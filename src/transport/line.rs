//! Line-oriented transport
//!
//! Inbound lines look like `<user id> <text>`; each reply line is written as
//! `<user id>: <line>`.

use super::{Inbound, Transport};
use crate::models::UserId;
use crate::utils::TransportError;
use async_trait::async_trait;
use tokio::io::{AsyncBufRead, AsyncBufReadExt, AsyncWrite, AsyncWriteExt, BufReader};
use tokio::io::{Stdin, Stdout};
use tokio::sync::Mutex;

/// Transport over stdin/stdout
pub type StdioTransport = LineTransport<BufReader<Stdin>, Stdout>;

impl StdioTransport {
    pub fn stdio() -> Self {
        LineTransport::new(BufReader::new(tokio::io::stdin()), tokio::io::stdout())
    }
}

pub struct LineTransport<R, W> {
    reader: Mutex<R>,
    writer: Mutex<W>,
}

impl<R, W> LineTransport<R, W>
where
    R: AsyncBufRead + Unpin,
{
    pub fn new(reader: R, writer: W) -> Self {
        Self {
            reader: Mutex::new(reader),
            writer: Mutex::new(writer),
        }
    }

    /// Recover the writer, e.g. to inspect what was sent
    pub fn into_writer(self) -> W {
        self.writer.into_inner()
    }
}

/// Split `<user id> <text>`; `None` for lines that are not addressed to a user
pub fn parse_line(line: &str) -> Option<Inbound> {
    let (user, text) = line.trim().split_once(char::is_whitespace)?;
    let user = user.parse::<UserId>().ok()?;
    let text = text.trim();
    if text.is_empty() {
        return None;
    }
    Some(Inbound {
        user,
        text: text.to_string(),
    })
}

#[async_trait]
impl<R, W> Transport for LineTransport<R, W>
where
    R: AsyncBufRead + Unpin + Send,
    W: AsyncWrite + Unpin + Send,
{
    async fn receive(&self) -> Result<Option<Inbound>, TransportError> {
        let mut reader = self.reader.lock().await;
        let mut buf = Vec::new();
        loop {
            buf.clear();
            let read = reader
                .read_until(b'\n', &mut buf)
                .await
                .map_err(TransportError::Receive)?;
            if read == 0 {
                return Ok(None);
            }

            let line = match std::str::from_utf8(&buf) {
                Ok(line) => line,
                Err(e) => {
                    tracing::warn!("Ignoring undecodable line ({}): {:?}", e, buf);
                    continue;
                }
            };
            if line.trim().is_empty() {
                continue;
            }
            match parse_line(line) {
                Some(inbound) => return Ok(Some(inbound)),
                None => tracing::warn!("Ignoring malformed line: {:?}", line),
            }
        }
    }

    async fn send(&self, user: UserId, text: &str) -> Result<(), TransportError> {
        let mut out = String::new();
        for line in text.lines() {
            out.push_str(&format!("{}: {}\n", user, line));
        }

        let mut writer = self.writer.lock().await;
        writer
            .write_all(out.as_bytes())
            .await
            .map_err(|source| TransportError::Send { user, source })?;
        writer
            .flush()
            .await
            .map_err(|source| TransportError::Send { user, source })
    }
}
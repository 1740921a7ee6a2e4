//! Configuration module for the expiry bot
//!
//! Handles loading and managing configuration from TOML files.

pub mod messages;
pub mod settings;

pub use messages::Messages;
pub use settings::{ResolverSettings, Settings, StoreSettings};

_Work request_
Select and copy every line of the listing with the word "source".

_Answer for this exercise_
            .map_err(|source| TransportError::Send { user, source })?;
            .map_err(|source| TransportError::Send { user, source })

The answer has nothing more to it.